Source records

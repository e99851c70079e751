//! Newline-delimited JSON framing.
//!
//! Every message is one UTF-8 JSON object terminated by `\n`. There is no
//! length prefix; a line longer than the configured maximum is a framing
//! failure.

use bytes::{Bytes, BytesMut};
use serde::de::DeserializeOwned;
use serde_json::value::RawValue;
use thiserror::Error;

use crate::message::Message;

/// Default maximum line length (64 KiB).
pub const DEFAULT_MAX_LINE_LENGTH: usize = 64 * 1024;

/// Protocol errors that can occur during encoding/decoding.
#[derive(Debug, Error)]
pub enum ProtocolError {
    /// Malformed JSON or a payload of the wrong shape.
    #[error("JSON error: {0}")]
    Json(#[from] serde_json::Error),

    /// Line is not valid UTF-8.
    #[error("Line is not valid UTF-8")]
    InvalidUtf8,

    /// Line exceeds the maximum length.
    #[error("Line of {0} bytes exceeds maximum length")]
    LineTooLong(usize),
}

impl ProtocolError {
    /// Whether the stream can no longer be read after this error.
    ///
    /// A malformed line is dropped and reading continues; an oversized
    /// line leaves the stream without a usable line boundary.
    #[must_use]
    pub fn is_fatal(&self) -> bool {
        matches!(self, ProtocolError::LineTooLong(_))
    }
}

/// Decode one line into a message.
///
/// # Errors
///
/// Returns an error if the line is not a JSON object of the message shape.
pub fn decode(line: &str) -> Result<Message, ProtocolError> {
    Ok(serde_json::from_str(line)?)
}

/// Interpret an opaque payload as `T`.
///
/// A missing payload is treated as JSON `null`.
///
/// # Errors
///
/// Returns an error if the payload does not have the shape of `T`.
pub fn decode_data<T: DeserializeOwned>(data: Option<&RawValue>) -> Result<T, ProtocolError> {
    let text = data.map_or("null", RawValue::get);
    Ok(serde_json::from_str(text)?)
}

/// Encode a message as a single line, including the trailing newline.
///
/// # Errors
///
/// Returns an error if serialization fails.
pub fn encode(message: &Message) -> Result<Bytes, ProtocolError> {
    let mut line = serde_json::to_vec(message)?;
    line.push(b'\n');
    Ok(Bytes::from(line))
}

/// Try to split one line off a read buffer, advancing it if successful.
///
/// Returns `Ok(Some(line))` without the line terminator (`\n` or `\r\n`),
/// or `Ok(None)` if no complete line is buffered yet.
///
/// # Errors
///
/// Returns [`ProtocolError::LineTooLong`] once a line exceeds
/// `max_line_length`, and [`ProtocolError::InvalidUtf8`] after consuming a
/// line that is not UTF-8.
pub fn decode_from(
    buf: &mut BytesMut,
    max_line_length: usize,
) -> Result<Option<String>, ProtocolError> {
    let Some(end) = buf.iter().position(|b| *b == b'\n') else {
        if buf.len() > max_line_length {
            return Err(ProtocolError::LineTooLong(buf.len()));
        }
        return Ok(None);
    };

    if end > max_line_length {
        return Err(ProtocolError::LineTooLong(end));
    }

    let mut line = buf.split_to(end + 1);
    line.truncate(end);
    if line.last() == Some(&b'\r') {
        line.truncate(end - 1);
    }

    String::from_utf8(line.to_vec())
        .map(Some)
        .map_err(|_| ProtocolError::InvalidUtf8)
}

## Exercise aim
One inclusive range is required: first line of the data through the line containing "pub fn decode_data<T: DeserializeOwned>(data: Option<&RawValue>)". Set it down exactly and output nothing else.

## Task solution
repository e99851c70079e751
//! Newline-delimited JSON framing.
//!
//! Every message is one UTF-8 JSON object terminated by `\n`. There is no
//! length prefix; a line longer than the configured maximum is a framing
//! failure.

use bytes::{Bytes, BytesMut};
use serde::de::DeserializeOwned;
use serde_json::value::RawValue;
use thiserror::Error;

use crate::message::Message;

/// Default maximum line length (64 KiB).
pub const DEFAULT_MAX_LINE_LENGTH: usize = 64 * 1024;

/// Protocol errors that can occur during encoding/decoding.
#[derive(Debug, Error)]
pub enum ProtocolError {
    /// Malformed JSON or a payload of the wrong shape.
    #[error("JSON error: {0}")]
    Json(#[from] serde_json::Error),

    /// Line is not valid UTF-8.
    #[error("Line is not valid UTF-8")]
    InvalidUtf8,

    /// Line exceeds the maximum length.
    #[error("Line of {0} bytes exceeds maximum length")]
    LineTooLong(usize),
}

impl ProtocolError {
    /// Whether the stream can no longer be read after this error.
    ///
    /// A malformed line is dropped and reading continues; an oversized
    /// line leaves the stream without a usable line boundary.
    #[must_use]
    pub fn is_fatal(&self) -> bool {
        matches!(self, ProtocolError::LineTooLong(_))
    }
}

/// Decode one line into a message.
///
/// # Errors
///
/// Returns an error if the line is not a JSON object of the message shape.
pub fn decode(line: &str) -> Result<Message, ProtocolError> {
    Ok(serde_json::from_str(line)?)
}

/// Interpret an opaque payload as `T`.
///
/// A missing payload is treated as JSON `null`.
///
/// # Errors
///
/// Returns an error if the payload does not have the shape of `T`.
pub fn decode_data<T: DeserializeOwned>(data: Option<&RawValue>) -> Result<T, ProtocolError> {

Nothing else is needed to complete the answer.